The women of Bardiya are now focused on expanding their production and creating 50 tiger bags to be sold at Bardiya National Park in the upcoming tourist season. One bag can generate as much income as six days of agricultural work. To raise the funds for supplies including needles, thread, fabric, and marketing materials to produce the bags, we’ve launched a Global Giving fundraising campaign. After selling their tiger bags this year, the women want to invest their earnings in renting a space near Bardiya National Park. Their goal is to build their cooperative into a sustainable business and open their own shop where they can sell a wider range of handicrafts.
If you’re reading this, please consider donating at this link and sharing it with your networks to support the women of Bardiya in growing their cooperative into a sustainable business!

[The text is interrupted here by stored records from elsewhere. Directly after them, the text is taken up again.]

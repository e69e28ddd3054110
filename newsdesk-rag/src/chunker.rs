//! Document chunking.
//!
//! Splitting is by fixed character windows with a fixed stride, so the
//! overlap between consecutive chunks of one document is always exactly
//! `chunk_overlap` characters and chunking is fully deterministic. Snapping
//! window edges to sentence or paragraph boundaries was considered and
//! rejected: it cannot be done without breaking the exact-overlap
//! guarantee that retrieval tests rely on.

use serde::{Deserialize, Serialize};

use newsdesk_core::Document;

use crate::config::RagConfig;
use crate::error::{RagError, Result};

/// A contiguous text span drawn from one document.
///
/// `position` is the chunk's stable index in the corpus chunk sequence
/// (0..N-1), assigned in document order and then left-to-right within a
/// document. Row `position` of the corpus index holds this chunk's vector.
#[derive(Debug, Clone, Serialize, Deserialize, PartialEq)]
pub struct Chunk {
    /// Stable index in the corpus chunk sequence.
    pub position: usize,
    /// The text of the span.
    pub text: String,
    /// `source_id` of the document this span was cut from.
    pub source_id: String,
}

/// Splits documents into overlapping fixed-size character windows.
///
/// Window size and overlap are counted in characters, never bytes, so a
/// window edge can never split a UTF-8 sequence. A document shorter than
/// the window produces exactly one chunk equal to its full body; an empty
/// document produces no chunks. The final window of a document may be
/// shorter than the rest.
#[derive(Debug, Clone)]
pub struct WindowChunker {
    chunk_size: usize,
    chunk_overlap: usize,
}

impl WindowChunker {
    /// Create a chunker with the given window size and overlap, in characters.
    ///
    /// # Errors
    ///
    /// Returns [`RagError::Config`] if `chunk_size` is zero or
    /// `chunk_overlap >= chunk_size` (the stride would not advance).
    pub fn new(chunk_size: usize, chunk_overlap: usize) -> Result<Self> {
        if chunk_size == 0 {
            return Err(RagError::Config("chunk_size must be greater than zero".to_string()));
        }
        if chunk_overlap >= chunk_size {
            return Err(RagError::Config(format!(
                "chunk_overlap ({chunk_overlap}) must be less than chunk_size ({chunk_size})"
            )));
        }
        Ok(Self { chunk_size, chunk_overlap })
    }

    /// Create a chunker from a [`RagConfig`].
    pub fn from_config(config: &RagConfig) -> Result<Self> {
        Self::new(config.chunk_size, config.chunk_overlap)
    }

    /// Split every document, preserving document order and then
    /// left-to-right order within each document.
    pub fn chunk(&self, documents: &[Document]) -> Vec<Chunk> {
        let mut chunks = Vec::new();
        for document in documents {
            self.chunk_document(document, &mut chunks);
        }
        chunks
    }

    fn chunk_document(&self, document: &Document, out: &mut Vec<Chunk>) {
        if document.text.is_empty() {
            return;
        }

        // Byte offset of every char boundary; windows index into this so
        // slices always land on boundaries.
        let boundaries: Vec<usize> = document.text.char_indices().map(|(i, _)| i).collect();
        let char_count = boundaries.len();
        let stride = self.chunk_size - self.chunk_overlap;

        let mut start = 0;
        loop {
            let end = (start + self.chunk_size).min(char_count);
            let byte_start = boundaries[start];
            let byte_end = if end == char_count { document.text.len() } else { boundaries[end] };

            out.push(Chunk {
                position: out.len(),
                text: document.text[byte_start..byte_end].to_string(),
                source_id: document.source_id.clone(),
            });

            if end == char_count {
                break;
            }
            start += stride;
        }
    }
}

Posted By Komal Thakkar (Nepal)
Posted Jul 18th, 2018
July 18, 2018
Hi Komal, fantastic blog post! What inspirational work Sarita and the other women are doing with the tiger bags. I hope their vision comes true, that would be an excellent business. Thank you for your continued support for this project and providing an additional voice to these women. Creating these beautiful tiger bags would be so much more profitable compared to the agricultural sector. I look forward to including this information in our next blog digest — AP will help bring extra attention to this business initiative. It’s important and with the given resources, as you mentioned, this business could be sustainable for the women in Nepal. Also, great pictures, especially the one with Sarita sewing! Great work — to you and all the women participating in this endeavor and good luck to those finding possible vendors to help sell the tiger bags. Best wishes, Corinne
July 19, 2018
Great post, Komal! I enjoyed learning more about how the embroidery co-op works and what challenges we must overcome to make it sustainable. I look forward to learning more about the process in future posts!
July 23, 2018
Lovely post, Komal! I thoroughly enjoyed reading this informative blog post of yours on embroidery co-ops accompanied with beautiful pictures 🙂
August 15, 2018
Great plan for keeping up the momentum, and selling bags! Your advice and presence will have been enormously important for them. Love the idea of opening a shop at the park. Let’s talk about how to help once you get back.
August 24, 2018
Great to have an update on the work from last summer. I hope the work finding more vendors is going well. Good luck to you, Komal!